Sue Jin Song and Jim Jorgensen in rehearsal for “36 Views” at Constellation Theatre. (Allison Stockman)

In the art world, sometimes even the experts can’t tell what’s real and what’s fake. And in life, too, deception can be hard to uncover. Those realities are at the heart of Naomi Iizuka’s play “36 Views.”

“What makes something an original versus a duplicate or a copy?” asks director Allison Stockman, the founding artistic director of Constellation Theatre, which is staging Iizuka’s play. “It raises that question in human relationships of what’s real. When you say I love you to somebody and it’s not the first person you said I love you to, is that real? Is that a copy of love?”

The play revolves around the discovery of an ancient Japanese “pillow book,” or courtesan’s diary. A team of Asian art experts works to determine its origin, even as their personal connections are tested.
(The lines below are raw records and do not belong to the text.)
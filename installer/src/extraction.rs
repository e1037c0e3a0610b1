//! Streaming extraction of release tarballs.
//!
//! Archives are decompressed and unpacked one entry at a time, with path
//! traversal protection to prevent zip-slip attacks. gzip and zstd streams
//! are detected from their magic bytes; anything else is read as a plain tar
//! stream.

use std::fs::{self, File, OpenOptions};
use std::io::{self, BufRead, BufReader, Read};
use std::path::{Component, Path};

use log::{debug, trace};

const GZIP_MAGIC: &[u8] = &[0x1f, 0x8b];
const ZSTD_MAGIC: &[u8] = &[0x28, 0xb5, 0x2f, 0xfd];

/// Permission bits honoured when creating files from archive entries.
const MODE_MASK: u32 = 0o777;

/// Trait for extracting release archives, enabling test mocking.
///
/// # Examples
///
/// ```
/// use relsync::extraction::TarballExtractor;
///
/// let extractor = TarballExtractor;
/// // Use extractor.extract(archive_path, dest_dir) in production
/// ```
#[cfg_attr(test, mockall::automock)]
pub trait ArchiveExtractor {
    /// Extract the archive at `archive_path` into `dest_dir`.
    ///
    /// # Errors
    ///
    /// Returns [`ExtractionError::PathTraversal`] if any entry attempts to
    /// escape the destination directory, [`ExtractionError::Entry`] when an
    /// entry cannot be read or written, and [`ExtractionError::Io`] for
    /// failures not tied to an entry.
    fn extract(&self, archive_path: &Path, dest_dir: &Path)
    -> Result<ExtractSummary, ExtractionError>;
}

/// Errors arising from archive extraction.
#[derive(Debug, thiserror::Error)]
pub enum ExtractionError {
    /// I/O error not attributable to a single entry (opening the archive,
    /// reading the stream header).
    #[error("extraction I/O error: {0}")]
    Io(#[from] io::Error),

    /// A path in the archive attempts to traverse outside the destination.
    #[error("path traversal detected: {path}")]
    PathTraversal {
        /// The offending path from the archive entry.
        path: String,
    },

    /// Reading or writing a specific entry failed.
    #[error("failed to extract {path}: {source}")]
    Entry {
        /// The entry path as recorded in the archive.
        path: String,
        /// Underlying I/O error.
        #[source]
        source: io::Error,
    },
}

/// Counts of what an extraction produced.
#[derive(Debug, Clone, Copy, Default, PartialEq, Eq)]
pub struct ExtractSummary {
    /// Directory entries created (or already present).
    pub directories: usize,
    /// Regular files written.
    pub files: usize,
    /// Entries ignored: links, devices, and empty names.
    pub skipped: usize,
    /// pax global headers, which describe the archive rather than a file.
    pub metadata: usize,
}

/// Compression applied around the tar stream.
#[derive(Debug, Clone, Copy, PartialEq, Eq)]
pub enum Compression {
    /// gzip (`.tar.gz`, GitHub tarballs).
    Gzip,
    /// Zstandard (`.tar.zst`).
    Zstd,
    /// Uncompressed tar.
    None,
}

impl Compression {
    /// Identify the compression from the first bytes of a stream.
    #[must_use]
    pub fn detect(head: &[u8]) -> Self {
        if head.starts_with(GZIP_MAGIC) {
            Self::Gzip
        } else if head.starts_with(ZSTD_MAGIC) {
            Self::Zstd
        } else {
            Self::None
        }
    }
}

/// Default extractor reading archives from disk.
pub struct TarballExtractor;

impl ArchiveExtractor for TarballExtractor {
    fn extract(
        &self,
        archive_path: &Path,
        dest_dir: &Path,
    ) -> Result<ExtractSummary, ExtractionError> {
        let file = File::open(archive_path)?;
        unpack(file, dest_dir)
    }
}

/// Unpack a (possibly compressed) tar stream into `dest_dir`.
///
/// Entries are applied in stream order. Each file is closed before the next
/// entry is read, so at most one output file is open at a time.
///
/// # Errors
///
/// See [`ArchiveExtractor::extract`].
pub fn unpack<R: Read>(reader: R, dest_dir: &Path) -> Result<ExtractSummary, ExtractionError> {
    let decoder = decompress(reader)?;
    let mut archive = tar::Archive::new(decoder);
    let mut summary = ExtractSummary::default();

    for entry_result in archive.entries()? {
        let mut entry = entry_result?;
        let entry_path = entry
            .path()
            .map_err(|source| ExtractionError::Entry {
                path: String::from_utf8_lossy(&entry.path_bytes()).into_owned(),
                source,
            })?
            .into_owned();

        if entry.header().entry_type() == tar::EntryType::XGlobalHeader {
            trace!("reading past pax global header {}", entry_path.display());
            summary.metadata += 1;
            continue;
        }

        if is_blank(&entry_path) {
            trace!("skipping entry with empty path");
            summary.skipped += 1;
            continue;
        }

        validate_entry_path(&entry_path)?;
        let target = dest_dir.join(&entry_path);

        match entry.header().entry_type() {
            tar::EntryType::Directory => {
                create_directory(&target).map_err(|source| entry_error(&entry_path, source))?;
                summary.directories += 1;
            }
            tar::EntryType::Regular | tar::EntryType::Continuous => {
                let mode = entry.header().mode().unwrap_or(0o644) & MODE_MASK;
                let size = entry.size();
                write_file(&mut entry, &target, mode, size)
                    .map_err(|source| entry_error(&entry_path, source))?;
                summary.files += 1;
            }
            other => {
                debug!(
                    "skipping {} entry {}",
                    entry_kind(other),
                    entry_path.display()
                );
                summary.skipped += 1;
            }
        }
    }

    Ok(summary)
}

/// Wrap `reader` in the decoder matching its magic bytes.
fn decompress<'a, R: Read + 'a>(reader: R) -> io::Result<Box<dyn Read + 'a>> {
    let mut buffered = BufReader::new(reader);
    let compression = Compression::detect(buffered.fill_buf()?);
    trace!("archive compression: {compression:?}");

    Ok(match compression {
        Compression::Gzip => Box::new(flate2::bufread::MultiGzDecoder::new(buffered)),
        Compression::Zstd => Box::new(zstd::stream::read::Decoder::with_buffer(buffered)?),
        Compression::None => Box::new(buffered),
    })
}

/// Validate that a tar entry path does not escape the destination
/// directory via `..` components, roots, or absolute paths.
fn validate_entry_path(path: &Path) -> Result<(), ExtractionError> {
    let escapes = path.is_absolute()
        || path.components().any(|component| {
            matches!(
                component,
                Component::ParentDir | Component::RootDir | Component::Prefix(_)
            )
        });
    if escapes {
        return Err(ExtractionError::PathTraversal {
            path: path.display().to_string(),
        });
    }
    Ok(())
}

fn is_blank(path: &Path) -> bool {
    path.components()
        .all(|component| matches!(component, Component::CurDir))
}

fn create_directory(target: &Path) -> io::Result<()> {
    trace!("creating directory {}", target.display());
    fs::create_dir_all(target)
}

fn write_file(entry: &mut impl Read, target: &Path, mode: u32, size: u64) -> io::Result<()> {
    if let Some(parent) = target.parent() {
        fs::create_dir_all(parent)?;
    }
    trace!("writing {} ({size} bytes, mode {mode:o})", target.display());

    let mut file = open_for_write(target, mode)?;
    let copied = io::copy(&mut entry.take(size), &mut file)?;
    if copied != size {
        return Err(io::Error::new(
            io::ErrorKind::UnexpectedEof,
            format!("archive ended after {copied} of {size} bytes"),
        ));
    }
    apply_mode(&file, mode)?;
    Ok(())
}

#[cfg(unix)]
fn open_for_write(target: &Path, mode: u32) -> io::Result<File> {
    use std::os::unix::fs::OpenOptionsExt;

    OpenOptions::new()
        .write(true)
        .create(true)
        .truncate(true)
        .mode(mode)
        .open(target)
}

#[cfg(not(unix))]
fn open_for_write(target: &Path, _mode: u32) -> io::Result<File> {
    OpenOptions::new()
        .write(true)
        .create(true)
        .truncate(true)
        .open(target)
}

// `open` only applies the mode to new files; re-extraction over an existing
// file must still end with the archived permissions.
#[cfg(unix)]
fn apply_mode(file: &File, mode: u32) -> io::Result<()> {
    use std::os::unix::fs::PermissionsExt;

    file.set_permissions(fs::Permissions::from_mode(mode))
}

#[cfg(not(unix))]
fn apply_mode(_file: &File, _mode: u32) -> io::Result<()> {
    Ok(())
}

fn entry_error(path: &Path, source: io::Error) -> ExtractionError {
    ExtractionError::Entry {
        path: path.display().to_string(),
        source,
    }
}

fn entry_kind(entry_type: tar::EntryType) -> &'static str {
    match entry_type {
        tar::EntryType::Symlink => "symlink",
        tar::EntryType::Link => "hard link",
        tar::EntryType::Char | tar::EntryType::Block => "device",
        tar::EntryType::Fifo => "fifo",
        _ => "unsupported",
    }
}

#[cfg(test)]
#[path = "extraction_tests.rs"]
mod tests;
In Constellation’s production, the question of authenticity in art also was raised behind the scenes as Stockman began staging the work. She decided to use video projections for the first time.

“I have been wary of them, because in the past I’ve felt like they were too much like film . . . and theater should be based more in three dimensions than two,” the director says. “But in this play, it feels like it’s adding a fourth dimension.”
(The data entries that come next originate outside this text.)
use std::fmt;

use super::state::{Priority, Ticks};

#[derive(Debug, Clone, PartialEq, Eq)]
pub enum ConfigError {
    ZeroProcessCount,
    ZeroQuantum,
    ZeroBurst,
    InvertedBurstRange { min: Ticks, max: Ticks },
    InvertedPriorityRange { min: Priority, max: Priority },
    InvalidOverride { var: &'static str, value: String },
}

impl fmt::Display for ConfigError {
    fn fmt(&self, f: &mut fmt::Formatter<'_>) -> fmt::Result {
        match self {
            Self::ZeroProcessCount => write!(f, "process count must be at least 1"),
            Self::ZeroQuantum => write!(f, "round robin quantum must be at least 1 tick"),
            Self::ZeroBurst => write!(f, "minimum burst time must be at least 1 tick"),
            Self::InvertedBurstRange { min, max } => {
                write!(f, "burst time range is inverted: min {min} > max {max}")
            }
            Self::InvertedPriorityRange { min, max } => {
                write!(f, "priority range is inverted: min {min} > max {max}")
            }
            Self::InvalidOverride { var, value } => {
                write!(f, "{var}={value:?} is not a valid unsigned integer")
            }
        }
    }
}

impl std::error::Error for ConfigError {}
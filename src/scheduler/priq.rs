use super::{Policy, Scheduler, run_to_completion};
use crate::core::{Process, ScheduleResult};

/// Non-preemptive static priority. Lower values run first and ties keep
/// their input order.
pub struct PriqScheduler;

impl Scheduler for PriqScheduler {
    fn policy(&self) -> Policy {
        Policy::Priority
    }

    fn schedule(&self, processes: &[Process]) -> ScheduleResult {
        let mut ordered = processes.to_vec();
        ordered.sort_by_key(|p| p.priority());
        run_to_completion(self.policy(), ordered)
    }
}
use std::num::NonZeroU64;

use super::{Policy, Scheduler};
use crate::core::{Process, SchedEvent, ScheduleResult, ScheduledProcess, Ticks};

/// Round robin with a fixed quantum.
///
/// The ready queue is modelled as repeated full scans over the batch in input
/// order: a process preempted mid-scan is next visited on the following pass,
/// after every other unfinished process has had its turn. That scan order is
/// the contract. With every process present at t=0 it produces the same
/// schedule as a FIFO ready queue that requeues a preempted process at the
/// back.
///
/// Entries are reported in input order.
pub struct RoundRobinScheduler {
    quantum: NonZeroU64,
}

impl RoundRobinScheduler {
    pub fn new(quantum: NonZeroU64) -> Self {
        Self { quantum }
    }
}

impl Scheduler for RoundRobinScheduler {
    fn policy(&self) -> Policy {
        Policy::RoundRobin {
            quantum: self.quantum,
        }
    }

    fn schedule(&self, processes: &[Process]) -> ScheduleResult {
        let quantum = self.quantum.get();
        let mut remaining: Vec<Ticks> = processes.iter().map(|p| p.burst_time()).collect();
        let mut waiting: Vec<Ticks> = vec![0; processes.len()];
        let mut events = Vec::new();
        let mut now: Ticks = 0;
        let mut passes = 0u64;

        loop {
            let mut done = true;

            for (i, process) in processes.iter().enumerate() {
                if remaining[i] == 0 {
                    continue;
                }
                done = false;

                let ran = remaining[i].min(quantum);
                events.push(SchedEvent::Dispatched {
                    pid: process.id(),
                    at: now,
                    ran,
                });
                now += ran;
                remaining[i] -= ran;

                if remaining[i] > 0 {
                    events.push(SchedEvent::Preempted {
                        pid: process.id(),
                        at: now,
                        remaining: remaining[i],
                    });
                } else {
                    waiting[i] = now - process.burst_time();
                    events.push(SchedEvent::Completed {
                        pid: process.id(),
                        at: now,
                    });
                }
            }

            if done {
                break;
            }
            passes += 1;
        }

        log::debug!(
            "round robin q={quantum}: {} processes done at t={now} after {passes} passes",
            processes.len()
        );

        let entries = processes
            .iter()
            .zip(waiting)
            .map(|(&process, waiting_time)| ScheduledProcess::new(process, waiting_time))
            .collect();
        ScheduleResult::new(self.policy(), entries, events)
    }
}
use pretty_assertions::assert_eq;

use super::{assert_close, bursts};
use crate::config::SimConfig;
use crate::scheduler::Policy;
use crate::sim::Sim;

fn seeded(seed: u64) -> SimConfig {
    SimConfig::default().with_seed(Some(seed))
}

#[test]
fn generated_batch_respects_config() {
    let config = SimConfig::new(50, 4, 2..=6, 1..=3).unwrap().with_seed(Some(8));
    let sim = Sim::new(config);

    let processes = sim.processes();
    assert_eq!(processes.len(), 50);
    for (i, p) in processes.iter().enumerate() {
        assert_eq!(p.id(), i as u64);
        assert!((2..=6).contains(&p.burst_time()));
        assert!((1..=3).contains(&p.priority()));
    }
}

#[test]
fn same_seed_same_batch() {
    let a = Sim::new(seeded(1234));
    let b = Sim::new(seeded(1234));
    assert_eq!(a.processes(), b.processes());
}

#[test]
fn regenerate_keeps_size_and_draws_new_batch() {
    let mut sim = Sim::new(seeded(5));
    let before = sim.processes().to_vec();

    let after = sim.regenerate().to_vec();
    assert_eq!(after.len(), before.len());
    assert_ne!(after, before);
}

#[test]
fn runs_leave_batch_untouched() {
    let mut sim = Sim::new(seeded(17));
    let before = sim.processes().to_vec();

    let _ = sim.run(Policy::Sjf);
    let _ = sim.run(Policy::Priority);
    let _ = sim.run_multilevel();

    assert_eq!(sim.processes(), before.as_slice());
}

#[test]
fn runs_are_observed() {
    let mut sim = Sim::new(seeded(2));

    let _ = sim.run(Policy::Fcfs);
    let rr = sim.round_robin();
    let _ = sim.run(rr);
    assert_eq!(sim.observer().observed(), 2);

    let _ = sim.run_multilevel();
    assert_eq!(sim.observer().observed(), 5);
}

#[test]
fn caller_supplied_batch() {
    let mut sim = Sim::with_processes(seeded(0), bursts(&[5, 3, 1]));

    let fcfs = sim.run(Policy::Fcfs);
    assert_close(fcfs.avg_waiting_time, 13.0 / 3.0);

    let rr = sim.round_robin();
    let rr = sim.run(rr);
    assert_close(rr.avg_waiting_time, 5.0);

    let multilevel = sim.run_multilevel();
    assert_eq!(multilevel.sizes().iter().sum::<usize>(), 3);
}

#[test]
fn supplied_batch_partition_ignores_process_count() {
    let processes = bursts(&[4, 7, 2, 9, 1, 5]);
    let small = SimConfig::new(1, 4, 1..=20, 1..=3).unwrap().with_seed(Some(9));
    let large = SimConfig::new(50, 4, 1..=20, 1..=3).unwrap().with_seed(Some(9));

    let a = Sim::with_processes(small, processes.clone()).run_multilevel();
    let b = Sim::with_processes(large, processes).run_multilevel();
    assert_eq!(a, b);
}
Stockman enlisted projection designer Aaron Fisher to bring the play’s Asian artworks to life.

“These characters see these paintings much differently than anyone else would,” Fisher says. “What the projections are going to do is tap the audience into the character so we can see what they’re seeing with their eye . . . or we can travel further into their optical nerve into their brain to see it as the character sees it.”
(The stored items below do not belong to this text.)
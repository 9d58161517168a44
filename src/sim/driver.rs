use rand::{SeedableRng, rngs::StdRng};

use super::job::generate_processes;
use crate::{
    config::SimConfig,
    core::{Observer, Process, ScheduleResult},
    scheduler::{MultilevelResult, MultilevelScheduler, Policy, Scheduler},
};

/// A simulation session: the current batch plus the generator that produced
/// it. Every run works on a copy of the batch, so repeated runs see the same
/// input until [`Sim::regenerate`] is called.
pub struct Sim {
    config: SimConfig,
    rng: StdRng,
    processes: Vec<Process>,
    observer: Observer,
}

impl Sim {
    pub fn new(config: SimConfig) -> Self {
        let mut rng = seeded_rng(&config);
        let processes = generate_processes(config.process_count(), &config, &mut rng);
        log::info!(
            "generated {} processes (seed {:?})",
            processes.len(),
            config.seed()
        );

        Self {
            config,
            rng,
            processes,
            observer: Observer::new(),
        }
    }

    /// Session over a caller-supplied batch. The generator is seeded from
    /// `config` but nothing is drawn from it until the first partition or
    /// regeneration.
    pub fn with_processes(config: SimConfig, processes: Vec<Process>) -> Self {
        Self {
            rng: seeded_rng(&config),
            config,
            processes,
            observer: Observer::new(),
        }
    }

    pub fn processes(&self) -> &[Process] {
        &self.processes
    }

    pub fn observer(&self) -> &Observer {
        &self.observer
    }

    /// Replaces the batch with a fresh draw of the configured size.
    pub fn regenerate(&mut self) -> &[Process] {
        self.processes = generate_processes(self.config.process_count(), &self.config, &mut self.rng);
        log::info!("regenerated {} processes", self.processes.len());
        &self.processes
    }

    /// The round robin policy at the configured quantum.
    pub fn round_robin(&self) -> Policy {
        Policy::RoundRobin {
            quantum: self.config.quantum(),
        }
    }

    pub fn run(&mut self, policy: Policy) -> ScheduleResult {
        let result = policy.schedule(&self.processes);
        self.observer.observe(&result);
        log::info!(
            "{policy}: avg waiting {:.2}, avg turnaround {:.2}",
            result.avg_waiting_time,
            result.avg_turnaround_time
        );
        result
    }

    pub fn run_multilevel(&mut self) -> MultilevelResult {
        let scheduler = MultilevelScheduler::new(self.config.quantum());
        let result = scheduler.schedule(&self.processes, &mut self.rng);
        for queue in &result.queues {
            self.observer.observe(&queue.result);
        }
        log::info!(
            "multilevel: queue sizes {:?}, overall avg waiting {:.2}",
            result.sizes(),
            result.overall_avg_waiting_time
        );
        result
    }
}

fn seeded_rng(config: &SimConfig) -> StdRng {
    match config.seed() {
        Some(seed) => StdRng::seed_from_u64(seed),
        None => StdRng::from_os_rng(),
    }
}
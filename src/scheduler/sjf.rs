use super::{Policy, Scheduler, run_to_completion};
use crate::core::{Process, ScheduleResult};

/// Non-preemptive shortest job first.
pub struct SjfScheduler;

impl Scheduler for SjfScheduler {
    fn policy(&self) -> Policy {
        Policy::Sjf
    }

    fn schedule(&self, processes: &[Process]) -> ScheduleResult {
        let mut ordered = processes.to_vec();
        // Stable: equal bursts keep their input order
        ordered.sort_by_key(|p| p.burst_time());
        run_to_completion(self.policy(), ordered)
    }
}
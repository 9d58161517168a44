use rustc_hash::FxHashMap;

use super::event::SchedEvent;
use super::state::{Pid, ScheduleResult, Ticks};

/// Debug-time invariant checks over every schedule the session produces.
#[derive(Debug, Default)]
pub struct Observer {
    observed: u64,
}

impl Observer {
    pub fn new() -> Self {
        Self { observed: 0 }
    }

    pub fn observed(&self) -> u64 {
        self.observed
    }

    pub fn observe(&mut self, result: &ScheduleResult) {
        self.observed += 1;

        // pid -> completion instant as reported by the timeline
        let mut completed_at: FxHashMap<Pid, Ticks> = FxHashMap::default();
        for event in &result.events {
            if let SchedEvent::Completed { pid, at } = *event {
                let previous = completed_at.insert(pid, at);
                debug_assert!(previous.is_none(), "Process {pid} completed twice");
            }
        }
        debug_assert_eq!(
            completed_at.len(),
            result.entries.len(),
            "Every scheduled process must complete exactly once"
        );

        for entry in &result.entries {
            let pid = entry.process.id();
            debug_assert_eq!(
                entry.turnaround_time,
                entry.waiting_time + entry.process.burst_time(),
                "Process {pid} turnaround must be waiting + burst"
            );
            debug_assert_eq!(
                completed_at.get(&pid).copied(),
                Some(entry.completion_time),
                "Process {pid} completion disagrees with its timeline"
            );
        }

        if !result.policy.is_preemptive() {
            let mut expected_wait = 0;
            for entry in &result.entries {
                debug_assert_eq!(
                    entry.waiting_time, expected_wait,
                    "Process {} must wait for the bursts of its predecessors",
                    entry.process.id()
                );
                expected_wait += entry.process.burst_time();
            }
        }

        // The CPU never idles, so the last completion is the total work
        let total: u64 = result.entries.iter().map(|e| e.process.burst_time()).sum();
        debug_assert_eq!(
            result.makespan(),
            total,
            "{} schedule left the CPU idle",
            result.policy
        );
    }
}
That means, for example, that when a character is describing a work of art as being slightly off-color, the projection’s tone shifts ever so slightly, enough to make the audience question the work’s authenticity as much as the characters do. Lest the whole thing become an Art History 101 slideshow, Fisher is taking some creative liberties with the paintings, animating them or darkening them to fit the play’s mood as if they are characters themselves.

“It has to always be a character,” he says. “It’s important to have them relate to the actors.”

In staging the play, Stockman also realized a few things about what makes theater feel real and true, and her feelings parallel those of the art experts in “36 Views.”

“You get a physical sensation looking at the art, and you just know,” she says. “It’s something visceral that you experience that can’t be fully expressed in words. That’s my experience in the theater.”


Through Nov. 24 at the Source, 1835 14th St. NW. 202-204-7741. $25-$45. On Nov. 6 at 7 p.m. at the Source, Constellation will host “Art in Play: A Curator’s Notes on Naomi Iizuka’s 36 Views,” a free discussion with James Ulak, senior curator of Japanese art at the Smithsonian’s Freer Gallery.